While Heath has worked at the Overton newspaper for 70 years, her journalism career actually began 85 years ago when she was 15. Blair, who then was her boyfriend, worked for The Curtis Enterprise in Curtis, Neb. (pop. 832), and the newspaper bought a new Linotype machine.

“We read the manual and learned how to operate the machine together,” Heath recalls. In 1927, the couple married and two years later bought The Farnam Echo in nearby Farnam (pop. 223), and lived in a room at the newspaper office before moving to Overton, where they raised three daughters. Heath has outlived all of her children.

The family’s newspaper business always has been more community-minded than money-minded, says Heath, but the 1930s were the leanest times. “People were hard up,” she recalls. “They’d trade out chickens or garden stuff for ads or their subscriptions.”

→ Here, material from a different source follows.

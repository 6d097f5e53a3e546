mod engagement;
mod series;

pub use engagement::Engagement;
pub use series::{Series, SeriesPoint};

During her lifelong career, Heath has witnessed many advances in newspaper technology “from the old hot-lead type days to modern-day computers “and worked in every facet of the business, from selling classified ads to printing handbills.

Shortly before noon each weekday, she locks up the office and drives her scooter to the Overton Community Center for lunch. After a meal last spring, 8-year-old Kelsey Scanlon of Kansas City, Mo., performed some Irish dances for the senior citizens. Kelsey was visiting her great-grandparents Bob and Jean McTygue of Overton.

Heath took out her paper and pen and said to her tablemates, “I’ll need to get something about this for the paper.”